We generate ATP by metabolising the carbohydrates (mostly glucose and fructose), fat (free fatty acids) and to a lesser degree proteins (amino acids) in the mitochondria. Perhaps the words Krebs cycle and electron transport chain ring a bell. You are lucky, we'll ignore those for now.
Storing energy
So, directly after we have broken down our food into macronutrients and have metabolised those, we have energy (ATP) to spend, right? Well, we usually don't need to spend the energy right away. What we want is to store the energy source so that we have sufficient storage for the following period that we are not eating and for when demand increases (for example when we exercise). When you get your income, you want it deposited in an account so that you have sufficient money for the month and for when rent is due, don't you?

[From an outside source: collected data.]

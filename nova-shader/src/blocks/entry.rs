use itertools::Itertools;
use crate::{float, AaQuality, ShaderWriter};

pub fn shade_fn() -> String { 
    let mut w = ShaderWriter::new();
    w.open("vec3 shade(vec2 z)")
        .line("vec3 c = clamp(colorize(iterate(z)), 0.0, 1.0);")
        .line("return pow(c, vec3(u_intensity));")
        .close();
    w.finish()
}

// Sub-pixel offsets of an `n × n` grid centered on the pixel.
fn offsets(n: usize) -> Vec<f64> { 
    (0..n).map(|i| (i as f64 + 0.5) / n as f64 - 0.5).collect()
}

/// `vec3 supersample(vec2 z)`: averages `n²` calls to `shade` at regular
/// sub-pixel offsets, unrolled here rather than looped in the shader.
pub fn sampler(aa: AaQuality) -> String { 
    let mut w = ShaderWriter::new();
    let n = aa.side();

    w.open("vec3 supersample(vec2 z)");

    if n == 1 { 
        w.line("return shade(z);");
    } else { 
        let d = offsets(n);
        w.line("vec3 acc = vec3(0.0);");

        for (y, x) in d.iter().cartesian_product(d.iter()) { 
            w.line(format!("acc += shade(z + vec2({}, {}) * u_pixel);", float(*x), float(*y)));
        }

        w.line(format!("return acc / {};", float(aa.samples() as f64)));
    }

    w.close();
    w.finish()
}

// Maps `v_uv ∈ [0,1]²` to the complex plane.
pub fn main_fn() -> String { 
    let mut w = ShaderWriter::new();
    w.open("void main()")
        .line("vec2 z = (v_uv * 2.0 - 1.0) * vec2(u_aspect, 1.0) / u_zoom + u_pan;")
        .line("frag_color = vec4(supersample(z), 1.0);")
        .close();
    w.finish()
}
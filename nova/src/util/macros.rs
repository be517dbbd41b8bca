#![allow(unused_macros)]
#![allow(unused_imports)]

#[macro_export]
macro_rules! symbols {
    {$( $key: expr => $val: expr ),* $(,)?} => {{
        $crate::Symbols::from_iter([$(($key.to_string(), $val as f64),)*])
    }}
}

pub use symbols;

#[cfg(test)]
mod tests {
    #[test]
    fn symbols() { 
        let s = symbols!{ "A" => 1.5, "B" => -2 };
        assert_eq!(s.len(), 2);
        assert_eq!(s.get("A"), Some(&1.5));
        assert_eq!(s.get("B"), Some(&-2.0));

        let e = symbols!{};
        assert!(e.is_empty());
    }
}
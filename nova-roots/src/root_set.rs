use std::fmt::Display;
use itertools::Itertools;
use num_traits::One;
use nova::{fmt_cpx, Cpx, Poly};

/// The roots found for a polynomial together with the constant left
/// after every root was divided out.
///
/// For a full solve the remainder equals the leading coefficient, so
/// `p(z) = remainder · Π (z - rᵢ)`.
#[derive(Clone, PartialEq, Debug)]
pub struct RootSet { 
    roots: Vec<Cpx>,
    remainder: Cpx
}

impl RootSet { 
    pub fn new(roots: Vec<Cpx>, remainder: Cpx) -> Self { 
        Self { roots, remainder }
    }

    pub fn roots(&self) -> &[Cpx] { 
        &self.roots
    }

    pub fn remainder(&self) -> Cpx { 
        self.remainder
    }

    pub fn len(&self) -> usize { 
        self.roots.len()
    }

    pub fn is_empty(&self) -> bool { 
        self.roots.is_empty()
    }

    pub fn iter(&self) -> impl Iterator<Item = &Cpx> { 
        self.roots.iter()
    }

    /// Evaluates the product form at `z`.
    pub fn eval(&self, z: &Cpx) -> Cpx { 
        self.roots.iter().fold(self.remainder, |res, r| res * (z - r))
    }

    /// Expands the product form back into a polynomial.
    pub fn to_poly(&self) -> Poly { 
        self.roots.iter().fold(Poly::from_const(self.remainder), |res, r| 
            res * Poly::linear(*r)
        )
    }
}

impl Display for RootSet { 
    fn fmt(&self, f: &mut std::fmt::Formatter<'_>) -> std::fmt::Result { 
        let c = fmt_cpx(&self.remainder);
        if self.roots.is_empty() { 
            return f.write_str(&c)
        }

        let factors = self.roots.iter().map(|r| 
            format!("({})", Poly::linear(*r))
        ).join("");

        if self.remainder.is_one() { 
            f.write_str(&factors)
        } else { 
            write!(f, "{c}{factors}")
        }
    }
}
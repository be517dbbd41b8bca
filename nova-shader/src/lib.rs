mod params;
mod writer;
mod fractal;
mod gen;
mod uniforms;
mod scene;
pub mod blocks;

pub use params::*;
pub use writer::*;
pub use fractal::*;
pub use gen::*;
pub use uniforms::*;
pub use scene::*;
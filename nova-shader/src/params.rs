use std::str::FromStr;
use derive_more::Display;

#[derive(Clone, Copy, PartialEq, Eq, Hash, Default, Debug, Display)]
#[cfg_attr(feature = "serde", derive(serde_with::SerializeDisplay, serde_with::DeserializeFromStr))]
pub enum ShadingMode { 
    #[default]
    #[display("standard")]
    Standard,
    #[display("negative")]
    Negative,
    #[display("flat")]
    Flat,
}

static SHADING_LABELS: [(ShadingMode, &str); 3] = [
    (ShadingMode::Standard, "Standard"),
    (ShadingMode::Negative, "Negative"),
    (ShadingMode::Flat,     "Flat"),
];

impl ShadingMode { 
    pub fn all() -> [Self; 3] { 
        SHADING_LABELS.map(|(m, _)| m)
    }

    pub fn label(&self) -> &'static str { 
        SHADING_LABELS[*self as usize].1
    }
}

impl FromStr for ShadingMode { 
    type Err = String;

    fn from_str(s: &str) -> Result<Self, Self::Err> {
        Self::all().into_iter().find(|m| 
            m.to_string().eq_ignore_ascii_case(s)
        ).ok_or_else(|| format!("unknown shading mode: {s}"))
    }
}

// Supersampling per pixel: `n × n` sub-samples on a regular grid.
#[derive(Clone, Copy, PartialEq, Eq, Hash, Default, Debug, Display)]
#[cfg_attr(feature = "serde", derive(serde_with::SerializeDisplay, serde_with::DeserializeFromStr))]
pub enum AaQuality { 
    #[default]
    #[display("1")]
    X1,
    #[display("4")]
    X4,
    #[display("9")]
    X9,
    #[display("16")]
    X16,
}

static AA_LABELS: [(AaQuality, usize, &str); 4] = [
    (AaQuality::X1,  1,  "1×"),
    (AaQuality::X4,  4,  "4×"),
    (AaQuality::X9,  9,  "9×"),
    (AaQuality::X16, 16, "16×"),
];

impl AaQuality { 
    pub fn all() -> [Self; 4] { 
        AA_LABELS.map(|(a, _, _)| a)
    }

    pub fn label(&self) -> &'static str { 
        self.entry().2
    }

    /// The side `n` of the sub-sample grid.
    pub fn side(&self) -> usize { 
        self.entry().1
    }

    /// Number of `shade` calls per pixel, `n²`.
    pub fn samples(&self) -> usize { 
        self.side().pow(2)
    }

    fn entry(&self) -> &'static (AaQuality, usize, &'static str) { 
        &AA_LABELS[*self as usize]
    }
}

impl FromStr for AaQuality { 
    type Err = String;

    fn from_str(s: &str) -> Result<Self, Self::Err> {
        let n = s.trim_end_matches(['x', 'X', '×']);
        Self::all().into_iter().find(|a| 
            a.to_string() == n
        ).ok_or_else(|| format!("unknown AA quality: {s}"))
    }
}

#[derive(Clone, PartialEq, Debug)]
#[cfg_attr(feature = "serde", derive(serde::Serialize, serde::Deserialize), serde(default))]
pub struct ShaderParams { 
    pub mode: ShadingMode,
    pub aa: AaQuality,
    /// Newton steps per pixel. Treated as 1 when zero.
    pub iterations: usize,
    /// Iteration stops once `|Δz| < 10^(-threshold_exp)`.
    pub threshold_exp: f64,
    /// Bake the roots into the shader text instead of reading them
    /// from uniforms.
    pub hardcode: bool,
}

impl Default for ShaderParams { 
    fn default() -> Self {
        Self { 
            mode: ShadingMode::Standard,
            aa: AaQuality::X1,
            iterations: 64,
            threshold_exp: 6.0,
            hardcode: true
        }
    }
}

ATP is not a great molecule for storage. Instead we store glucose in the form of glycogen in the liver and skeletal muscle, and we store fatty acids as triglycerides in white adipose tissue under our skin. When blood glucose level rises, the pancreas secretes the hormone insulin. This hormone brings down the blood glucose level by promoting the uptake of glucose in the liver and skeletal muscle, and facilitating the conversion of glucose into glycogen (glyconeogenesis). Under the influence of glucagon (stimulus) and insulin (brake), glycogen can be converted back into glucose when there is increased energy demand. That glucose is then metabolised to free up ATP which can be used in the cellular processes that require it.
Ok, that's a wrap. Now you have a very basic understanding of metabolism!